Items listed in a dataset
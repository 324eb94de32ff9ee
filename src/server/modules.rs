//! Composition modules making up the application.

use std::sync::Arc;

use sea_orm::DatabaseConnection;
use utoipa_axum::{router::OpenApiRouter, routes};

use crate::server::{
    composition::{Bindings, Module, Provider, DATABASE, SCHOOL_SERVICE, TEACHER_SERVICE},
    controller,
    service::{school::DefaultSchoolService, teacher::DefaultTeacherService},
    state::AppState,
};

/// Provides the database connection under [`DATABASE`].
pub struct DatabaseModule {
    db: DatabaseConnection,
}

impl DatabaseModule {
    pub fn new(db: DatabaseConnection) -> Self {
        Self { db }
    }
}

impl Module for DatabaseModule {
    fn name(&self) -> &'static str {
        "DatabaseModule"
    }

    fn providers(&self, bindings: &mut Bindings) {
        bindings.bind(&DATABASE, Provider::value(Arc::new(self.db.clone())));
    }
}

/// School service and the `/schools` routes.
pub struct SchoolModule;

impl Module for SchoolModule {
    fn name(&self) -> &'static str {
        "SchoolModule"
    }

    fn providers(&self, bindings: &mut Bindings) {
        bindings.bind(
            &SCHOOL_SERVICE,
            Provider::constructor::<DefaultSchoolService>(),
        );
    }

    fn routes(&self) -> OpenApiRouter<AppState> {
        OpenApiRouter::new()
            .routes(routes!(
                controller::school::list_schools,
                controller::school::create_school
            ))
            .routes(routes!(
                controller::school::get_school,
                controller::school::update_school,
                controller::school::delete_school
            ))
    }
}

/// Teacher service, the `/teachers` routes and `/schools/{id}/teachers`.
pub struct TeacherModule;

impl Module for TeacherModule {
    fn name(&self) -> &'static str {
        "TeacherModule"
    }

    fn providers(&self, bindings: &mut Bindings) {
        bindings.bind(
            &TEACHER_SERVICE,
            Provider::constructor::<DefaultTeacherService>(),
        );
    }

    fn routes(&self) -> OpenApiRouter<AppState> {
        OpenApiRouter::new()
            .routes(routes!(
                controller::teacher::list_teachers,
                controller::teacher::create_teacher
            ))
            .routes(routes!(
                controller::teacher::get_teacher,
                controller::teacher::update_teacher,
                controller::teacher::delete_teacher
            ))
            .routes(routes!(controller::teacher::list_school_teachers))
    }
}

==

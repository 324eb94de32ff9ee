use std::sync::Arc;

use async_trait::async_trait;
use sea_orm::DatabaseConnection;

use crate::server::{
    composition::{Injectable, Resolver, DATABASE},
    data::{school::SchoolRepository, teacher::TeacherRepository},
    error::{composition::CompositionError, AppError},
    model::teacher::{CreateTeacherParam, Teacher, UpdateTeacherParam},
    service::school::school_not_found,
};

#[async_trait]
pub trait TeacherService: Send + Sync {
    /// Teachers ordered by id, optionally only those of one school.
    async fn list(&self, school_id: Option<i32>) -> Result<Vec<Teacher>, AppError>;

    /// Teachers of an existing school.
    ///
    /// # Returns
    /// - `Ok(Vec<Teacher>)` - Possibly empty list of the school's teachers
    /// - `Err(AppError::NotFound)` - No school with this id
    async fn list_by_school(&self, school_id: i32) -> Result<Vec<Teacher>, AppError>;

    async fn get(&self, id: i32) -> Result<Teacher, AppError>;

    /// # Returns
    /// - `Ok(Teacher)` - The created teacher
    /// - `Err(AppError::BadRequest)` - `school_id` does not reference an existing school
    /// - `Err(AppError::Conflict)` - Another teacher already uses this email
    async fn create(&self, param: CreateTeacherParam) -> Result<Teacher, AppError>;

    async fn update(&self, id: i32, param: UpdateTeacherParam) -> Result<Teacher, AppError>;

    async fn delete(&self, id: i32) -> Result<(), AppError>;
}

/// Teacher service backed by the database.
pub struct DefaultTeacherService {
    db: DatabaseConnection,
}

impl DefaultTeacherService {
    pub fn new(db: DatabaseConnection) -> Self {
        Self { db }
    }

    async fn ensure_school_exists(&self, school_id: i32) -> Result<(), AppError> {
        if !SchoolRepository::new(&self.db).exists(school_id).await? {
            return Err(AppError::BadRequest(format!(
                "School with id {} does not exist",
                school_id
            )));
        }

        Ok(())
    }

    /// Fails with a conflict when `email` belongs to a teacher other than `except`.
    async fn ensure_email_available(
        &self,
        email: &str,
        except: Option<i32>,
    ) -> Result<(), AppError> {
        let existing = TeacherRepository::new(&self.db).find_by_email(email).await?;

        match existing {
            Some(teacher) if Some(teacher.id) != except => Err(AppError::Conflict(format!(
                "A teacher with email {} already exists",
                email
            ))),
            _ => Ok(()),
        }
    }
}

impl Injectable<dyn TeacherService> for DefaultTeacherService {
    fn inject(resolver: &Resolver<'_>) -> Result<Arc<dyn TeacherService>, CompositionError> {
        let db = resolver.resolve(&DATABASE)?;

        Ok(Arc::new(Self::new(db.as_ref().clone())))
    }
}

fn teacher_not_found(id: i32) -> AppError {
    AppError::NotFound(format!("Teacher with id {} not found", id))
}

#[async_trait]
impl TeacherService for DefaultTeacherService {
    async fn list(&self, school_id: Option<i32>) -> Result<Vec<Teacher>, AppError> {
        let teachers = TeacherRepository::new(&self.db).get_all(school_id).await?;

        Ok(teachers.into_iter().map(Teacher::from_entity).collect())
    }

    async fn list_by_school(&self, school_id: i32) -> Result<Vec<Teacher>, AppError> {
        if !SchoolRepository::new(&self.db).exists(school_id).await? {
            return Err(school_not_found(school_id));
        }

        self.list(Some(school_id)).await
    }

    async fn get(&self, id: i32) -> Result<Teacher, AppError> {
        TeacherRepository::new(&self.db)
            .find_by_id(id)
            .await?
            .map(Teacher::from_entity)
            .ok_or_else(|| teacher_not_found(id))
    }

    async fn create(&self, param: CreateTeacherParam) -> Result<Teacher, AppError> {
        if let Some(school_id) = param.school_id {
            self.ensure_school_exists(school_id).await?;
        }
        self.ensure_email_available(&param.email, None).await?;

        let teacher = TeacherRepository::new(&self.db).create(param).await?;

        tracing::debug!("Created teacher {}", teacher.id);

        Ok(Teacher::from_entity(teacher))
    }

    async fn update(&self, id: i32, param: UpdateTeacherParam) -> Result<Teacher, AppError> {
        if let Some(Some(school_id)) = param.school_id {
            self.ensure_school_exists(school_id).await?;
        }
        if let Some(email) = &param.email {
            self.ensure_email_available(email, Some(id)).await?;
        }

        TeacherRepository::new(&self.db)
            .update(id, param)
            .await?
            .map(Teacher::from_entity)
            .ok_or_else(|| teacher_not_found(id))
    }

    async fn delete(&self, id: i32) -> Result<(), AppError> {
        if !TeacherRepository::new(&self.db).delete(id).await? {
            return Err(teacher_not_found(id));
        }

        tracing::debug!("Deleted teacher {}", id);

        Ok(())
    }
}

--

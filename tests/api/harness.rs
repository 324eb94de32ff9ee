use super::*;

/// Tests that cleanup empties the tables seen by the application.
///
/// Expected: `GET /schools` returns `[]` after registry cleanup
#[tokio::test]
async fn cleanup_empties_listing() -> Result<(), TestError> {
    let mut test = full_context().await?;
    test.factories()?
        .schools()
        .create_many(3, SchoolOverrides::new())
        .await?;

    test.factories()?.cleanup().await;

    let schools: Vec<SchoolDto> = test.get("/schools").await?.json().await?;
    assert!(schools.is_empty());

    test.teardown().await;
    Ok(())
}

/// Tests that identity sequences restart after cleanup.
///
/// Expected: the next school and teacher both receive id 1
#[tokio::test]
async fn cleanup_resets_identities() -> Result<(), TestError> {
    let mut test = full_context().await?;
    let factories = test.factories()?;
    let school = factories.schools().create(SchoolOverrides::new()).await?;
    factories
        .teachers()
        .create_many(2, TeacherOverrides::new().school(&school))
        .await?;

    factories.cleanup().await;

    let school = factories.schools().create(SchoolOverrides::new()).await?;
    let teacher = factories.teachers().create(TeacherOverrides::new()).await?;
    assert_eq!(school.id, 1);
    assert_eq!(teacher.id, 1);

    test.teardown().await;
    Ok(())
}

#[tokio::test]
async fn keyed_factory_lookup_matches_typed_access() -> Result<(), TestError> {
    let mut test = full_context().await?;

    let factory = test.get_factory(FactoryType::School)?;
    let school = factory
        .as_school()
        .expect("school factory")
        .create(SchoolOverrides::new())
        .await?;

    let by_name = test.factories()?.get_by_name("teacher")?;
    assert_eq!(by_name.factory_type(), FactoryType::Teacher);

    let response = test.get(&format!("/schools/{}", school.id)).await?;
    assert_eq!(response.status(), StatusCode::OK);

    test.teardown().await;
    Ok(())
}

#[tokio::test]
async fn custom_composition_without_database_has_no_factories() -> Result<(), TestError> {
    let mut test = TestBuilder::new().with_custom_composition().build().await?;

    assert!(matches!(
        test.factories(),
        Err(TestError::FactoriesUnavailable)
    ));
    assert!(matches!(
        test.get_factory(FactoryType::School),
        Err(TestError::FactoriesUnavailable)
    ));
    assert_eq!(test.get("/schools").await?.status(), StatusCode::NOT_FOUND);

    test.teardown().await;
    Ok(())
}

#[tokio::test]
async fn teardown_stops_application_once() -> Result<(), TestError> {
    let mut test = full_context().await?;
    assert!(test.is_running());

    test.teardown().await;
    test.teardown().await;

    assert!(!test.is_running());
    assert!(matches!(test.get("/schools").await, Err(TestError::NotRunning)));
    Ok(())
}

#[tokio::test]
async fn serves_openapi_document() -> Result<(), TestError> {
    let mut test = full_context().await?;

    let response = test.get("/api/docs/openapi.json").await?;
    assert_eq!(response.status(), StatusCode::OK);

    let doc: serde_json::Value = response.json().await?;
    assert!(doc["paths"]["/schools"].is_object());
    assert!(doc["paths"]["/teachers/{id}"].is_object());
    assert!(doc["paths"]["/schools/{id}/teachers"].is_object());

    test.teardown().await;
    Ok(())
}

*TASK:* Filter the entries above down to the lines that contain the word "NotFound".

*ANSWER SECTION:*
    /// - `Err(AppError::NotFound)` - No school with this id
    AppError::NotFound(format!("Teacher with id {} not found", id))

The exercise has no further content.